Dahl, C., Logothetis, N., & Hoffman, K. (2007). Individuation and holistic processing of faces in Rhesus monkeys. Proceedings of the Royal Society of London B, 274(1622), 2069-2076. doi:10.1098/rspb.2007.0477.


Zitierlink: https://hdl.handle.net/11858/00-001M-0000-0013-CDB7-1
Zusammenfassung
Despite considerable evidence that neural activity in monkeys reflects various aspects of face perception, relatively little is known about monkeys’ face processing abilities. Two characteristics of face processing observed in humans are a subordinate-level entry point, here, the default recognition of faces at the subordinate, rather than basic, level of categorization, and holistic effects, i.e., perception of facial displays as an integrated whole.
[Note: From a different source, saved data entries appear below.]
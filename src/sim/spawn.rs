//! Entity factory: enemies, the bonus and patrol points
//!
//! All randomness comes from the caller's RNG so a seeded world replays the
//! same spawns.

use glam::Vec2;
use rand::Rng;

use super::obstacle::Obstacle;
use super::state::{Bonus, Enemy, Intelligence, Role};
use crate::clamp_to_arena;
use crate::settings::Settings;

/// Uniform random point inside the arena, inset by `inset`
fn random_point(rng: &mut impl Rng, settings: &Settings, inset: f32) -> Vec2 {
    Vec2::new(
        rng.random_range(inset..=settings.arena.width - inset),
        rng.random_range(inset..=settings.arena.height - inset),
    )
}

/// Pick a random speed class
fn random_speed(rng: &mut impl Rng, settings: &Settings) -> f32 {
    let speeds = &settings.enemy.speed_multipliers;
    speeds[rng.random_range(0..speeds.len())]
}

/// Enemy with random role, speed and intelligence anywhere in the arena
pub fn create_enemy(id: u32, rng: &mut impl Rng, settings: &Settings) -> Enemy {
    let pos = random_point(rng, settings, settings.enemy.radius);
    enemy_at(id, pos, rng, settings)
}

fn enemy_at(id: u32, pos: Vec2, rng: &mut impl Rng, settings: &Settings) -> Enemy {
    let role = Role::random(rng);
    let speed = random_speed(rng, settings);
    let intelligence = Intelligence::random(rng);
    Enemy::new(id, pos, role, intelligence, speed)
}

/// Enemy placed at least `min_spawn_distance` from the player.
///
/// Rejection-samples random positions. Once `spawn_fallback_after` attempts
/// have failed, the candidate is pushed out along the player-to-candidate line
/// to exactly the minimum distance and wrapped back into the arena.
pub fn create_enemy_away_from_player(
    id: u32,
    player: Vec2,
    rng: &mut impl Rng,
    settings: &Settings,
) -> Enemy {
    let cfg = &settings.enemy;
    let radius = cfg.radius;
    let mut pos = random_point(rng, settings, radius);

    for attempt in 0..cfg.spawn_attempts {
        if pos.distance(player) >= cfg.min_spawn_distance {
            break;
        }
        if attempt + 1 >= cfg.spawn_fallback_after {
            pos = project_away(pos, player, settings);
            break;
        }
        pos = random_point(rng, settings, radius);
    }

    enemy_at(id, pos, rng, settings)
}

/// Push `candidate` to `min_spawn_distance` from the player, wrapping into the arena
fn project_away(candidate: Vec2, player: Vec2, settings: &Settings) -> Vec2 {
    let mut dir = (candidate - player).normalize_or_zero();
    if dir == Vec2::ZERO {
        dir = Vec2::X;
    }
    let projected = player + dir * settings.enemy.min_spawn_distance;
    let wrapped = Vec2::new(
        projected.x.rem_euclid(settings.arena.width),
        projected.y.rem_euclid(settings.arena.height),
    );
    clamp_to_arena(
        wrapped,
        settings.enemy.radius,
        settings.arena.width,
        settings.arena.height,
    )
}

/// Random point outside every obstacle, for sentinel patrols
pub fn random_patrol_point(rng: &mut impl Rng, settings: &Settings, obstacles: &[Obstacle]) -> Vec2 {
    let inset = settings.enemy.radius;
    let mut point = random_point(rng, settings, inset);
    let mut attempts = 0;
    while obstacles.iter().any(|o| o.contains_point(point))
        && attempts < settings.sentinel.patrol_attempts
    {
        point = random_point(rng, settings, inset);
        attempts += 1;
    }
    point
}

/// New bonus away from the player and clear of obstacles.
///
/// Falls back to the last candidate (with a warning) if the retry cap runs out.
pub fn spawn_bonus(
    rng: &mut impl Rng,
    settings: &Settings,
    player: Vec2,
    obstacles: &[Obstacle],
) -> Bonus {
    let cfg = &settings.bonus;
    let size = cfg.sizes[rng.random_range(0..cfg.sizes.len())];

    let mut pos = random_point(rng, settings, cfg.margin);
    for attempt in 0..cfg.max_attempts.max(1) {
        if attempt > 0 {
            pos = random_point(rng, settings, cfg.margin);
        }
        let clear_of_player = pos.distance(player) >= cfg.min_player_distance;
        let clear_of_obstacles = obstacles
            .iter()
            .all(|o| o.bounds_distance(pos) > size);
        if clear_of_player && clear_of_obstacles {
            return Bonus { pos, size };
        }
    }

    log::warn!(
        "No valid bonus position after {} attempts; arena too crowded, placing anyway",
        cfg.max_attempts
    );
    Bonus { pos, size }
}
//! World state and core simulation types
//!
//! The whole mutable world is one `WorldState`, owned by the caller and handed
//! to [`super::tick`] by `&mut` once per frame.

use glam::Vec2;
use rand::{Rng, SeedableRng};
use rand_pcg::Pcg32;
use serde::{Deserialize, Serialize};

use super::boost::BoostState;
use super::obstacle::Obstacle;
use super::spawn;
use crate::highscores::HighScores;
use crate::settings::{Settings, SettingsError};

/// Enemy behaviour archetype, fixed at creation
#[derive(Debug, Clone, Copy, PartialEq, Eq, Serialize, Deserialize)]
pub enum Role {
    /// Straight chase of the predicted position
    Aggressive,
    /// Cuts in from the side
    Flanker,
    /// Defends the bonus, attacks when the player comes for it
    Guard,
    /// Patrols until the player comes into range or sight
    Sentinel,
}

impl Role {
    pub const ALL: [Role; 4] = [Role::Aggressive, Role::Flanker, Role::Guard, Role::Sentinel];

    pub fn random(rng: &mut impl Rng) -> Self {
        Self::ALL[rng.random_range(0..Self::ALL.len())]
    }
}

/// Target-prediction sophistication, fixed at creation
#[derive(Debug, Clone, Copy, PartialEq, Eq, Serialize, Deserialize)]
pub enum Intelligence {
    Low,
    Medium,
    High,
}

impl Intelligence {
    pub const ALL: [Intelligence; 3] = [Intelligence::Low, Intelligence::Medium, Intelligence::High];

    pub fn random(rng: &mut impl Rng) -> Self {
        Self::ALL[rng.random_range(0..Self::ALL.len())]
    }

    /// Whether this tier steers around obstacles
    pub fn avoids_obstacles(&self) -> bool {
        !matches!(self, Intelligence::Low)
    }
}

/// Guard behaviour state
#[derive(Debug, Clone, Copy, PartialEq, Eq, Default, Serialize, Deserialize)]
pub enum GuardMode {
    #[default]
    Defending,
    Attacking,
}

/// The player-controlled particle
#[derive(Debug, Clone, Copy, PartialEq, Serialize, Deserialize)]
pub struct Player {
    pub pos: Vec2,
    pub vel: Vec2,
    pub radius: f32,
}

impl Player {
    pub fn new(pos: Vec2, radius: f32) -> Self {
        Self {
            pos,
            vel: Vec2::ZERO,
            radius,
        }
    }
}

/// An autonomous chaser
#[derive(Debug, Clone, PartialEq, Serialize, Deserialize)]
pub struct Enemy {
    /// Stable for the entity's lifetime; presentation keys off it
    pub id: u32,
    pub pos: Vec2,
    pub vel: Vec2,
    /// Position before the latest integration step
    pub prev_pos: Vec2,
    pub role: Role,
    pub intelligence: Intelligence,
    pub speed_multiplier: f32,
    /// Only meaningful for guards
    pub guard_mode: GuardMode,
    /// Only used by sentinels
    pub patrol_target: Option<Vec2>,
    /// Facing direction in radians, toward the current target
    pub heading: f32,
    /// Player was inside this enemy's vision cone last tick
    pub player_spotted: bool,
}

impl Enemy {
    pub fn new(
        id: u32,
        pos: Vec2,
        role: Role,
        intelligence: Intelligence,
        speed_multiplier: f32,
    ) -> Self {
        Self {
            id,
            pos,
            vel: Vec2::ZERO,
            prev_pos: pos,
            role,
            intelligence,
            speed_multiplier,
            guard_mode: GuardMode::Defending,
            patrol_target: None,
            heading: 0.0,
            player_spotted: false,
        }
    }

    /// Guard currently attacking rather than defending
    pub fn is_engaged(&self) -> bool {
        self.role == Role::Guard && self.guard_mode == GuardMode::Attacking
    }
}

/// The collectible token
#[derive(Debug, Clone, Copy, PartialEq, Serialize, Deserialize)]
pub struct Bonus {
    pub pos: Vec2,
    pub size: f32,
}

/// Things that happened during the last tick, for sound and visual feedback
#[derive(Debug, Clone, Copy, PartialEq, Serialize, Deserialize)]
pub enum GameEvent {
    BonusCollected { score: u64 },
    LevelUp { level: u32 },
    ObstacleAdded,
    EnemiesSpawned { count: u32 },
    EnemiesCollided { a: u32, b: u32 },
    EnemyDestroyed { id: u32 },
    BoostActivated,
    BoostEnded,
    PlayerCaught { score: u64, level: u32 },
}

/// Score points needed per level
pub fn level_for_score(score: u64) -> u32 {
    (score / crate::consts::POINTS_PER_LEVEL) as u32 + 1
}

/// Complete world state
#[derive(Debug, Clone)]
pub struct WorldState {
    pub settings: Settings,
    /// Run seed for reproducibility
    pub seed: u64,
    pub rng: Pcg32,
    /// Simulation tick counter (not reset when the player is caught)
    pub tick: u64,
    pub score: u64,
    /// Always `level_for_score(score)`
    pub level: u32,
    pub player: Player,
    pub enemies: Vec<Enemy>,
    /// Absent only before the first spawn
    pub bonus: Option<Bonus>,
    pub obstacles: Vec<Obstacle>,
    pub boost: BoostState,
    /// Forecast player path while boost is active (read-only preview)
    pub trajectory: Vec<Vec2>,
    pub high_scores: HighScores,
    /// Events raised by the most recent tick
    pub events: Vec<GameEvent>,
    next_id: u32,
}

impl WorldState {
    /// Create a world with default settings
    pub fn new(seed: u64) -> Self {
        Self::build(Settings::default(), seed)
    }

    /// Create a world with custom settings, rejecting inconsistent ones
    pub fn with_settings(settings: Settings, seed: u64) -> Result<Self, SettingsError> {
        settings.validate()?;
        Ok(Self::build(settings, seed))
    }

    fn build(settings: Settings, seed: u64) -> Self {
        let center = Vec2::new(settings.arena.width / 2.0, settings.arena.height / 2.0);
        let player = Player::new(center, settings.player.radius);
        let mut state = Self {
            settings,
            seed,
            rng: Pcg32::seed_from_u64(seed),
            tick: 0,
            score: 0,
            level: 1,
            player,
            enemies: Vec::new(),
            bonus: None,
            obstacles: Vec::new(),
            boost: BoostState::default(),
            trajectory: Vec::new(),
            high_scores: HighScores::new(),
            events: Vec::new(),
            next_id: 1,
        };
        state.start_run();
        state
    }

    /// Allocate a new entity ID
    pub fn next_entity_id(&mut self) -> u32 {
        let id = self.next_id;
        self.next_id += 1;
        id
    }

    /// Put every piece of dynamic state back to level 1 defaults
    fn start_run(&mut self) {
        let center = Vec2::new(
            self.settings.arena.width / 2.0,
            self.settings.arena.height / 2.0,
        );
        self.player = Player::new(center, self.settings.player.radius);
        self.score = 0;
        self.level = 1;
        self.enemies.clear();
        self.obstacles.clear();
        self.boost = BoostState::default();
        self.trajectory.clear();

        self.spawn_enemies_away_from_player(1);
        self.respawn_bonus();
    }

    /// Bank the current run and start over
    pub fn reset(&mut self) {
        if let Some(rank) = self.high_scores.add_score(self.score, self.level, self.tick) {
            log::info!("Run banked: score {} (rank {})", self.score, rank);
        }
        log::info!(
            "Player caught at tick {} (score {}, level {}), resetting",
            self.tick,
            self.score,
            self.level
        );
        self.start_run();
    }

    /// Add `count` enemies at a safe distance from the player
    pub fn spawn_enemies_away_from_player(&mut self, count: u32) {
        for _ in 0..count {
            let id = self.next_entity_id();
            let enemy =
                spawn::create_enemy_away_from_player(id, self.player.pos, &mut self.rng, &self.settings);
            log::debug!(
                "Spawned enemy {} ({:?}/{:?}) at ({:.0}, {:.0})",
                enemy.id,
                enemy.role,
                enemy.intelligence,
                enemy.pos.x,
                enemy.pos.y
            );
            self.enemies.push(enemy);
        }
    }

    /// Replace the bonus with a fresh one at a valid position
    pub fn respawn_bonus(&mut self) {
        self.bonus = Some(spawn::spawn_bonus(
            &mut self.rng,
            &self.settings,
            self.player.pos,
            &self.obstacles,
        ));
    }

    /// Generate one more obstacle clear of the player, the bonus, every enemy
    /// and the other obstacles
    pub fn add_obstacle(&mut self) {
        let enemies: Vec<Vec2> = self.enemies.iter().map(|e| e.pos).collect();
        let obstacle = Obstacle::generate(
            &mut self.rng,
            &self.settings,
            self.player.pos,
            self.bonus.map(|b| b.pos),
            &enemies,
            &self.obstacles,
        );
        log::info!("New obstacle: {:?}", obstacle);
        self.obstacles.push(obstacle);
    }

    /// Ensure stable iteration order by entity ID
    pub fn normalize_order(&mut self) {
        self.enemies.sort_by_key(|e| e.id);
    }
}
The present study used an adaptation paradigm to test whether untrained Rhesus macaques display these hallmarks of face processing. In Experiments 1 and 2, macaques showed greater rebound from adaptation to conspecific faces than to other animals at the individual or subordinate level. In Experiment 3, exchanging only the bottom half of a monkey face produced greater rebound in aligned than in misaligned composites, indicating that for normal, aligned faces, the new bottom half may have influenced perception of the whole face. Scan path analysis supported this assertion: during rebound, fixation to the unchanged eye region was renewed, but only for aligned stimuli. These experiments show that macaques naturally display the distinguishing characteristics of face processing seen in humans, and provide the first clear demonstration that holistic information guides scan paths for conspecific faces.